= Faith Esham =

American opera singer

Faith Esham (born August 6, 1948) is an American soprano and college professor of voice.

==Life and career==
Faith Lou Esham was born in Portsmouth, Ohio, and grew up in Vanceburg, Kentucky, the daughter of Dr. Elwood Esham (1905–1985) and Ruth Louise Opfer Esham (1917–2010), a nurse. She graduated in psychology from Columbia Union College in Maryland. She completed study for a master's degree in clinical psychology at Eastern Kentucky University before transferring to the Juilliard School where she received her master's degree in music in 1978. Her voice teacher at Juilliard was Beverley Peck Johnson.

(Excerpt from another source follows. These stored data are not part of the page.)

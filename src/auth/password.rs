//! Password hashing and the signup password policy.
//!
//! Hashing uses Argon2id with OWASP-recommended parameters; the stored value
//! is a PHC-formatted string carrying algorithm, params, and salt. The policy
//! is deliberately modest: at least 6 characters containing at least one
//! letter and one digit.

use argon2::{
    Algorithm, Argon2, Params, Version,
    password_hash::{
        PasswordHash, PasswordHasher as Argon2Hasher, PasswordVerifier, SaltString,
        rand_core::OsRng,
    },
};

use crate::error::{Error, Result};

/// Configuration for password hashing.
#[derive(Clone, Debug)]
pub struct PasswordConfig {
    /// Memory cost in KiB (default: 19456 = 19MB)
    pub memory_cost: u32,
    /// Time cost / iterations (default: 2)
    pub time_cost: u32,
    /// Parallelism (default: 1)
    pub parallelism: u32,
}

impl Default for PasswordConfig {
    fn default() -> Self {
        // OWASP recommended minimum for Argon2id
        Self {
            memory_cost: 19 * 1024,
            time_cost: 2,
            parallelism: 1,
        }
    }
}

impl PasswordConfig {
    /// Faster settings for development/testing (NOT for production).
    #[cfg(any(test, debug_assertions))]
    pub fn fast() -> Self {
        Self {
            memory_cost: 1024,
            time_cost: 1,
            parallelism: 1,
        }
    }
}

/// Handles password hashing and verification using Argon2id.
#[derive(Clone)]
pub struct PasswordHasher {
    config: PasswordConfig,
}

impl Default for PasswordHasher {
    fn default() -> Self {
        Self::new(PasswordConfig::default())
    }
}

impl PasswordHasher {
    pub fn new(config: PasswordConfig) -> Self {
        Self { config }
    }

    /// Hash a password, returning the PHC-formatted hash string.
    pub fn hash(&self, password: &str) -> Result<String> {
        let salt = SaltString::generate(&mut OsRng);
        let argon2 = self.build_argon2()?;

        argon2
            .hash_password(password.as_bytes(), &salt)
            .map(|hash| hash.to_string())
            .map_err(|e| Error::internal(format!("password hashing failed: {}", e)))
    }

    /// Verify a password against a stored hash in constant time.
    pub fn verify(&self, password: &str, hash: &str) -> Result<bool> {
        let parsed_hash = PasswordHash::new(hash)
            .map_err(|e| Error::internal(format!("invalid password hash format: {}", e)))?;

        Ok(Argon2::default()
            .verify_password(password.as_bytes(), &parsed_hash)
            .is_ok())
    }

    fn build_argon2(&self) -> Result<Argon2<'static>> {
        let params = Params::new(
            self.config.memory_cost,
            self.config.time_cost,
            self.config.parallelism,
            None,
        )
        .map_err(|e| Error::internal(format!("invalid Argon2 params: {}", e)))?;

        Ok(Argon2::new(Algorithm::Argon2id, Version::V0x13, params))
    }
}

/// Check a candidate password against the signup policy.
///
/// Policy: minimum 6 characters, at least one letter, at least one digit.
pub fn check_password_policy(password: &str) -> Result<()> {
    let long_enough = password.chars().count() >= 6;
    let has_letter = password.chars().any(|c| c.is_alphabetic());
    let has_digit = password.chars().any(|c| c.is_ascii_digit());

    if long_enough && has_letter && has_digit {
        Ok(())
    } else {
        Err(Error::validation(
            "Password must be at least 6 characters and contain at least one letter and one number.",
        ))
    }
}
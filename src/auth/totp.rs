//! TOTP enrollment and verification.
//!
//! Secrets are generated per account and handed to the client as a base32
//! string, an otpauth:// URL, and a base64 QR code so any authenticator app
//! can enroll. Verification accepts codes from the adjacent time step in
//! either direction to absorb clock drift.

use totp_rs::{Algorithm, Secret, TOTP};

use crate::error::{Error, Result};

/// Material returned to the client when enrolling a new authenticator.
#[derive(Debug, Clone)]
pub struct TotpSetup {
    /// Base32-encoded secret, for manual entry.
    pub secret: String,
    /// otpauth:// provisioning URL.
    pub otpauth_url: String,
    /// PNG QR code of the provisioning URL, base64-encoded.
    pub qr_code_base64: String,
}

/// Generates and checks time-based one-time passwords.
#[derive(Clone)]
pub struct TotpManager {
    issuer: String,
    /// Accepted time steps on either side of now.
    skew: u8,
}

impl TotpManager {
    pub fn new(issuer: impl Into<String>) -> Self {
        Self {
            issuer: issuer.into(),
            skew: 1,
        }
    }

    /// Generate a fresh secret and provisioning material for `account_email`.
    pub fn generate_setup(&self, account_email: &str) -> Result<TotpSetup> {
        let secret = Secret::generate_secret();
        let totp = self.build(secret.to_encoded().to_string(), account_email)?;

        let qr_code_base64 = totp
            .get_qr_base64()
            .map_err(|e| Error::internal(format!("QR code generation failed: {}", e)))?;

        Ok(TotpSetup {
            secret: totp.get_secret_base32(),
            otpauth_url: totp.get_url(),
            qr_code_base64,
        })
    }

    /// Check `code` against `secret` for the current time step, tolerating
    /// one step of drift either way.
    pub fn verify(&self, secret: &str, code: &str) -> bool {
        let totp = match self.build(secret.to_string(), "account") {
            Ok(totp) => totp,
            Err(_) => return false,
        };
        totp.check_current(code).unwrap_or(false)
    }

    fn build(&self, base32_secret: String, account_email: &str) -> Result<TOTP> {
        let bytes = Secret::Encoded(base32_secret)
            .to_bytes()
            .map_err(|e| Error::internal(format!("invalid TOTP secret: {:?}", e)))?;

        TOTP::new(
            Algorithm::SHA1,
            6,
            self.skew,
            30,
            bytes,
            Some(self.issuer.clone()),
            account_email.to_string(),
        )
        .map_err(|e| Error::internal(format!("TOTP construction failed: {}", e)))
    }
}

#[cfg(test)]
mod tests {
    use super::*;

    #[test]
    fn setup_produces_enrollment_material() {
        let manager = TotpManager::new("Gatewarden");
        let setup = manager.generate_setup("user@example.com").unwrap();

        assert!(!setup.secret.is_empty());
        assert!(setup.otpauth_url.starts_with("otpauth://totp/"));
        assert!(setup.otpauth_url.contains("Gatewarden"));
        assert!(!setup.qr_code_base64.is_empty());
    }

    #[test]
    fn each_setup_gets_a_distinct_secret() {
        let manager = TotpManager::new("Gatewarden");
        let a = manager.generate_setup("user@example.com").unwrap();
        let b = manager.generate_setup("user@example.com").unwrap();
        assert_ne!(a.secret, b.secret);
    }

    #[test]
    fn current_code_verifies() {
        let manager = TotpManager::new("Gatewarden");
        let setup = manager.generate_setup("user@example.com").unwrap();

        let totp = TOTP::new(
            Algorithm::SHA1,
            6,
            1,
            30,
            Secret::Encoded(setup.secret.clone()).to_bytes().unwrap(),
            Some("Gatewarden".to_string()),
            "user@example.com".to_string(),
        )
        .unwrap();
        let code = totp.generate_current().unwrap();

        assert!(manager.verify(&setup.secret, &code));
    }

    #[test]
    fn wrong_code_fails() {
        let manager = TotpManager::new("Gatewarden");
        let setup = manager.generate_setup("user@example.com").unwrap();
        assert!(!manager.verify(&setup.secret, "000000"));
    }

    #[test]
    fn garbage_secret_fails_closed() {
        let manager = TotpManager::new("Gatewarden");
        assert!(!manager.verify("not-base32!!!", "123456"));
    }
}
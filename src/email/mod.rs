//! Outbound email: the `Mailer` port, its backends, and message templates.
//!
//! Two backends ship: [`SmtpMailer`] (lettre over STARTTLS) for real delivery
//! and [`ConsoleMailer`] which prints to the log for development. Tests supply
//! their own recording implementation of [`Mailer`].

mod console;
mod smtp;

pub use console::ConsoleMailer;
pub use smtp::{SmtpConfig, SmtpMailer};

use async_trait::async_trait;

use crate::error::Result;

/// An outbound message, already rendered.
#[derive(Debug, Clone)]
pub struct Email {
    pub to: String,
    pub subject: String,
    pub body: String,
}

/// Delivery port for outbound email.
#[async_trait]
pub trait Mailer: Send + Sync {
    async fn send(&self, email: Email) -> Result<()>;
}

/// The email carrying a signup verification code.
pub fn verification_email(to: &str, full_name: &str, code: &str) -> Email {
    Email {
        to: to.to_string(),
        subject: "Verify your email".to_string(),
        body: format!(
            "Hello {full_name},\n\n\
             Your verification code is: {code}\n\n\
             Enter this code to verify your email address. It expires in 24 hours.\n\n\
             If you didn't create an account, you can ignore this email.\n"
        ),
    }
}

/// Sent once the email address has been verified.
pub fn welcome_email(to: &str, full_name: &str, app_name: &str) -> Email {
    Email {
        to: to.to_string(),
        subject: format!("Welcome to {app_name}"),
        body: format!(
            "Hello {full_name},\n\n\
             Your email address has been verified. To finish securing your \
             account, set up two-factor authentication from your account page.\n\n\
             The {app_name} team\n"
        ),
    }
}
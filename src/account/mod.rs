//! The credential store: the [`Account`] entity and its persistence contract.

mod entity;
mod memory;
mod postgres;
mod store;

pub use entity::{Account, AccountResponse};
pub use memory::MemoryAccountStore;
pub use postgres::PgAccountStore;
pub use store::AccountStore;
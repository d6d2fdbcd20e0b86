use axum::{
    Json,
    http::StatusCode,
    response::{IntoResponse, Response},
};
use serde::Serialize;

/// The error type shared by every operation in Gatewarden.
///
/// Each variant maps to a stable HTTP status and a client-facing message.
/// Server-side failures (`Dependency`, `Decryption`, `Internal`) log their
/// detail via `tracing` and surface only a generic message, so that upstream
/// failures never leak connection strings or stack detail to clients.
#[derive(Debug, thiserror::Error)]
pub enum Error {
    /// Malformed or missing input (400).
    #[error("{0}")]
    Validation(String),

    /// Duplicate email at signup (409).
    #[error("{0}")]
    Conflict(String),

    /// Bad credentials at login (401). Deliberately carries no detail so the
    /// response never reveals whether the email exists.
    #[error("Invalid credentials")]
    InvalidCredentials,

    /// Valid identity, but a flow precondition is unmet (403):
    /// unverified email or missing 2FA enrollment.
    #[error("{0}")]
    Forbidden(String),

    /// Invalid or expired verification code, or a missing resource (404).
    #[error("{0}")]
    NotFound(String),

    /// No session token, or one that failed verification (401).
    #[error("{0}")]
    Unauthenticated(String),

    /// Login rate limit exceeded (429).
    #[error("{0}")]
    TooManyRequests(String),

    /// A stored secret could not be decrypted. Callers are expected to treat
    /// this as "secret unavailable" where possible; if it does reach the
    /// response boundary it is reported as a generic server error.
    #[error("decryption failed: {0}")]
    Decryption(String),

    /// A collaborator (database, email provider) failed (502).
    #[error("{0}")]
    Dependency(String),

    /// Anything else (500).
    #[error("{0}")]
    Internal(String),
}

impl Error {
    pub fn validation(msg: impl Into<String>) -> Self {
        Self::Validation(msg.into())
    }

    pub fn conflict(msg: impl Into<String>) -> Self {
        Self::Conflict(msg.into())
    }

    pub fn forbidden(msg: impl Into<String>) -> Self {
        Self::Forbidden(msg.into())
    }

    pub fn not_found(msg: impl Into<String>) -> Self {
        Self::NotFound(msg.into())
    }

    pub fn unauthenticated(msg: impl Into<String>) -> Self {
        Self::Unauthenticated(msg.into())
    }

    pub fn dependency(msg: impl Into<String>) -> Self {
        Self::Dependency(msg.into())
    }

    pub fn internal(msg: impl Into<String>) -> Self {
        Self::Internal(msg.into())
    }

    fn status_code(&self) -> StatusCode {
        match self {
            Self::Validation(_) => StatusCode::BAD_REQUEST,
            Self::Conflict(_) => StatusCode::CONFLICT,
            Self::InvalidCredentials | Self::Unauthenticated(_) => StatusCode::UNAUTHORIZED,
            Self::Forbidden(_) => StatusCode::FORBIDDEN,
            Self::NotFound(_) => StatusCode::NOT_FOUND,
            Self::TooManyRequests(_) => StatusCode::TOO_MANY_REQUESTS,
            Self::Dependency(_) => StatusCode::BAD_GATEWAY,
            Self::Decryption(_) | Self::Internal(_) => StatusCode::INTERNAL_SERVER_ERROR,
        }
    }

    /// The message exposed to clients.
    ///
    /// Client errors (4xx) carry their real message. Server errors are
    /// collapsed to a generic one and the detail stays in the logs, with one
    /// exception: dependency failures keep their operation-level message
    /// ("Failed to send verification email") so the caller knows onboarding
    /// is incomplete.
    fn client_message(&self) -> String {
        match self {
            Self::Validation(msg)
            | Self::Conflict(msg)
            | Self::Forbidden(msg)
            | Self::NotFound(msg)
            | Self::Unauthenticated(msg)
            | Self::TooManyRequests(msg)
            | Self::Dependency(msg) => msg.clone(),
            Self::InvalidCredentials => self.to_string(),
            Self::Decryption(_) | Self::Internal(_) => "Internal server error".to_string(),
        }
    }
}

/// Wire format for every error response: `{"message": "..."}`.
#[derive(Serialize)]
struct ErrorBody {
    message: String,
}

impl IntoResponse for Error {
    fn into_response(self) -> Response {
        let status = self.status_code();

        if status.is_server_error() {
            tracing::error!(status = status.as_u16(), error = %self, "request failed");
        } else {
            tracing::debug!(status = status.as_u16(), error = %self, "request rejected");
        }

        let body = Json(ErrorBody {
            message: self.client_message(),
        });

        (status, body).into_response()
    }
}

/// Result type alias used throughout the crate.
pub type Result<T> = std::result::Result<T, Error>;

impl From<sqlx::Error> for Error {
    fn from(err: sqlx::Error) -> Self {
        match &err {
            sqlx::Error::Database(db) if db.is_unique_violation() => {
                Error::Conflict("Email is already in use".to_string())
            }
            sqlx::Error::RowNotFound => Error::NotFound("Record not found".to_string()),
            _ => Error::Dependency(format!("database error: {}", err)),
        }
    }
}
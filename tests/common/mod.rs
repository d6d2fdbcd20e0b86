//! Shared harness for the integration tests: an app wired to an in-memory
//! store and a recording mailer, plus small request helpers.

// Not every test binary uses every helper.
#![allow(dead_code)]

use async_trait::async_trait;
use axum::{
    Router,
    body::Body,
    extract::ConnectInfo,
    http::{Request, Response, StatusCode, header},
};
use http_body_util::BodyExt;
use serde_json::Value;
use std::net::SocketAddr;
use std::sync::Arc;
use tokio::sync::Mutex;
use tower::ServiceExt;
use totp_rs::{Algorithm, Secret, TOTP};

use gatewarden::account::MemoryAccountStore;
use gatewarden::auth::{AuthService, PasswordConfig, PasswordHasher, SessionTokens, TotpManager};
use gatewarden::crypto::SecretCodec;
use gatewarden::email::{Email, Mailer};
use gatewarden::http::AppState;
use gatewarden::ratelimit::{LoginRateLimitConfig, LoginRateLimiter};
use gatewarden::server;

pub const JWT_SECRET: &str = "integration-test-secret-32-chars";

/// Captures outbound mail so tests can read verification codes.
#[derive(Clone, Default)]
pub struct RecordingMailer {
    pub sent: Arc<Mutex<Vec<Email>>>,
}

#[async_trait]
impl Mailer for RecordingMailer {
    async fn send(&self, email: Email) -> gatewarden::Result<()> {
        self.sent.lock().await.push(email);
        Ok(())
    }
}

/// Always fails, standing in for an unreachable SMTP relay.
pub struct FailingMailer;

#[async_trait]
impl Mailer for FailingMailer {
    async fn send(&self, _email: Email) -> gatewarden::Result<()> {
        Err(gatewarden::Error::dependency("smtp relay unreachable"))
    }
}

pub fn test_app_with(mailer: Arc<dyn Mailer>) -> Router {
    let auth = AuthService::new(
        Arc::new(MemoryAccountStore::new()),
        mailer,
        PasswordHasher::new(PasswordConfig::fast()),
        TotpManager::new("Gatewarden"),
        SecretCodec::new([7u8; 32]),
        SessionTokens::new(JWT_SECRET, false),
        "Gatewarden",
    )
    .unwrap();

    server::app(AppState {
        auth,
        login_limiter: LoginRateLimiter::new(&LoginRateLimitConfig::default()),
    })
}

pub fn test_app() -> (Router, RecordingMailer) {
    let mailer = RecordingMailer::default();
    (test_app_with(Arc::new(mailer.clone())), mailer)
}

/// POST a JSON body, optionally with a session cookie, from 127.0.0.1.
pub async fn post_json(
    app: &Router,
    uri: &str,
    body: Value,
    cookie: Option<&str>,
) -> Response<Body> {
    post_json_from(app, uri, body, cookie, [127, 0, 0, 1]).await
}

/// Same as [`post_json`] but with an explicit source address, for the
/// rate-limit tests.
pub async fn post_json_from(
    app: &Router,
    uri: &str,
    body: Value,
    cookie: Option<&str>,
    source: [u8; 4],
) -> Response<Body> {
    let mut request = Request::builder()
        .method("POST")
        .uri(uri)
        .header(header::CONTENT_TYPE, "application/json");

    if let Some(cookie) = cookie {
        request = request.header(header::COOKIE, format!("token={}", cookie));
    }

    let mut request = request.body(Body::from(body.to_string())).unwrap();
    request
        .extensions_mut()
        .insert(ConnectInfo(SocketAddr::from((source, 40000))));

    app.clone().oneshot(request).await.unwrap()
}

pub async fn json_body(response: Response<Body>) -> Value {
    let bytes = response.into_body().collect().await.unwrap().to_bytes();
    serde_json::from_slice(&bytes).unwrap()
}

/// Pull the `token=` value out of the Set-Cookie header.
pub fn session_cookie(response: &Response<Body>) -> Option<String> {
    let value = response.headers().get(header::SET_COOKIE)?.to_str().ok()?;
    let cookie = cookie::Cookie::parse(value.to_string()).ok()?;
    if cookie.name() == "token" && !cookie.value().is_empty() {
        Some(cookie.value().to_string())
    } else {
        None
    }
}

/// Find the 6-digit code in an email body.
pub fn extract_code(body: &str) -> String {
    body.split_whitespace()
        .find(|w| w.len() == 6 && w.chars().all(|c| c.is_ascii_digit()))
        .expect("email should contain a 6-digit code")
        .to_string()
}

/// Derive the current TOTP code the way an authenticator app would.
pub fn totp_code(secret: &str) -> String {
    TOTP::new(
        Algorithm::SHA1,
        6,
        1,
        30,
        Secret::Encoded(secret.to_string()).to_bytes().unwrap(),
        Some("Gatewarden".to_string()),
        "test@example.com".to_string(),
    )
    .unwrap()
    .generate_current()
    .unwrap()
}

/// Drive a fresh account through signup, email verification, and 2FA
/// enrollment. Returns the session cookie and the TOTP secret.
pub async fn enroll(
    app: &Router,
    mailer: &RecordingMailer,
    email: &str,
    password: &str,
) -> (String, String) {
    let response = post_json(
        app,
        "/auth/signup",
        serde_json::json!({
            "fullName": "Ada Lovelace",
            "email": email,
            "password": password,
        }),
        None,
    )
    .await;
    assert_eq!(response.status(), StatusCode::CREATED);
    let cookie = session_cookie(&response).expect("signup should set a session cookie");

    let code = {
        let sent = mailer.sent.lock().await;
        extract_code(&sent.last().expect("verification email should be sent").body)
    };
    let response = post_json(app, "/auth/verify-email", serde_json::json!({ "code": code }), None).await;
    assert_eq!(response.status(), StatusCode::OK);

    let response = post_json(app, "/auth/2fa/setup", serde_json::json!({}), Some(&cookie)).await;
    assert_eq!(response.status(), StatusCode::OK);
    let body = json_body(response).await;
    let secret = body["secret"].as_str().expect("setup should return the secret").to_string();

    let response = post_json(
        app,
        "/auth/2fa/verify",
        serde_json::json!({ "code": totp_code(&secret) }),
        Some(&cookie),
    )
    .await;
    assert_eq!(response.status(), StatusCode::OK);

    (cookie, secret)
}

Esham has sung many roles in opera houses in the United States and Europe. She debuted at the Metropolitan Opera as Marzelline in Fidelio; she returned there to cover the roles of Nedda in Pagliacci and of Mélisande in Pelléas et Mélisande. Additional roles are: Mimì and Melisande with the Lyric Opera of Chicago, Pamina in Washington, D.C., Micaëla and Juliette in Cincinnati, the heroines in Les contes d'Hoffmann, Manon and Gilda in Pittsburgh, Manon, Cendrillon, Marguerite, Leila, Baby Doe, Ännchen, Gilda, and Floyd's Susannah at New York City Opera. As Micaëla, she sang opposite Plácido Domingo and Julia Migenes in the 1984 film Carmen, whose soundtrack won a 1985 Grammy award. She also sang Cherubino and Marzelline at La Scala. She sang Micaëla at the Vienna State Opera and the Opera de Caracas; Marzelline and Cendrillon at Paris' Théâtre du Châtelet, Musetta at Cologne Opera, Germany, Marguerite at the New Israeli Opera, Mélisande in Geneva and numerous roles in six seasons with the Santa Fe Opera. She appeared as Susanna and Cherubino in The Marriage of Figaro at Glyndebourne.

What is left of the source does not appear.